We're changing the append operation from a fast-append to a regular append when it hits a threshold. I would be more comfortable with keeping the compaction separate. This way we know that an append/overwrite is always fast and in constant time. For example, if you have a process that appends data, you know how fast it will run (actually it is a function of the number of manifests).

Thanks for the explanation! Totally agree! I was thinking it might be a good time to bring FastAppend and MergeAppend to pyiceberg, making them inherit from a _SnapshotProducer

Fokko · 2024-02-08T12:03:14Z

pyiceberg/table/__init__.py

@@ -944,7 +949,8 @@ def append(self, df: pa.Table) -> None:
        if len(self.spec().fields) > 0:
            raise ValueError("Cannot write to partitioned tables")

-        merge = _MergingSnapshotProducer(operation=Operation.APPEND, table=self)
+        # TODO: need to consider how to support both _MergeAppend and _FastAppend


Do we really want to support both? This part of the Java code has been a major source of (hard to debug) problems. Splitting out the commit and compaction path completely would simplify that quite a bit.

I think it is a good idea to have a separate API in UpdateSnapshot in #446 to compact manifests only. However, I believe retaining MergeAppend is also necessary due to the commit.manifest-merge.enabled setting. This setting, when enabled (which is the default), leads users to expect automatic merging of manifests when they append/overwrite data, rather than having to compact manifest by another API. What do you think?

# Conflicts: # pyiceberg/table/__init__.py

# Conflicts: # pyiceberg/table/__init__.py # tests/integration/test_writes.py

tests/conftest.py

Fokko

Hey @HonahX thanks for working on this and sorry for the late reply. I wanted to take the time to test this properly.

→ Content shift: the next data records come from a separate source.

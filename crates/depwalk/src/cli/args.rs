//! CLI argument structs for all commands.
//!
//! Each command has its own argument struct with clap derive attributes
//! for parsing and validation.

use clap::Parser;
use std::path::PathBuf;

use super::validators::{validate_concurrency, validate_key, validate_library_name};

/// Arguments for the `traverse` command
#[derive(Parser, Debug, Clone)]
#[command(allow_negative_numbers = true)]
pub struct TraverseArgs {
    /// Name of the root library (exact, case-sensitive)
    #[arg(value_parser = validate_library_name)]
    pub name: String,

    /// Number of dependency levels to follow (0 = root only)
    pub depth: i64,

    /// Maximum point reads in flight per level
    #[arg(short, long, value_parser = validate_concurrency)]
    pub concurrency: Option<usize>,

    /// Give up after this many seconds and print what was collected
    #[arg(short, long)]
    pub timeout_secs: Option<u64>,

    /// File of ids known to exist (one per line); others are not looked up
    #[arg(long)]
    pub known_ids: Option<PathBuf>,

    /// Skip lookups for ids absent from the loaded data file
    #[arg(long)]
    pub filter_by_store_ids: bool,
}

/// Arguments for the `point-read` command
#[derive(Parser, Debug, Clone)]
pub struct PointReadArgs {
    /// Document id
    #[arg(value_parser = validate_key)]
    pub id: String,

    /// Partition key
    #[arg(value_parser = validate_key)]
    pub partition_key: String,
}

/// Arguments for the `find` command
#[derive(Parser, Debug, Clone)]
pub struct FindArgs {
    /// Library name (exact, case-sensitive)
    #[arg(value_parser = validate_library_name)]
    pub name: String,
}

It looks like either the snapshot inheritance is not working properly, or something is off with the writer. I converted the Avro manifest files to JSON using avro-tools, and noticed the following:

{
    "status": 1,
    "snapshot_id": {
        "long": 6972473597951752000
    },
    "data_sequence_number": {
        "long": -1
    },
    "file_sequence_number": {
        "long": -1
    },
...
}
{
    "status": 0,
    "snapshot_id": {
        "long": 3438738529910612500
    },
    "data_sequence_number": {
        "long": -1
    },
    "file_sequence_number": {
        "long": -1
    },
...
}
{
    "status": 0,
    "snapshot_id": {
        "long": 1638533332780464400
    },
    "data_sequence_number": {
        "long": 1
    },
    "file_sequence_number": {
        "long": 1
    },
....
}

Looks like either the snapshot inheritance is not working properly when rewriting the manifests.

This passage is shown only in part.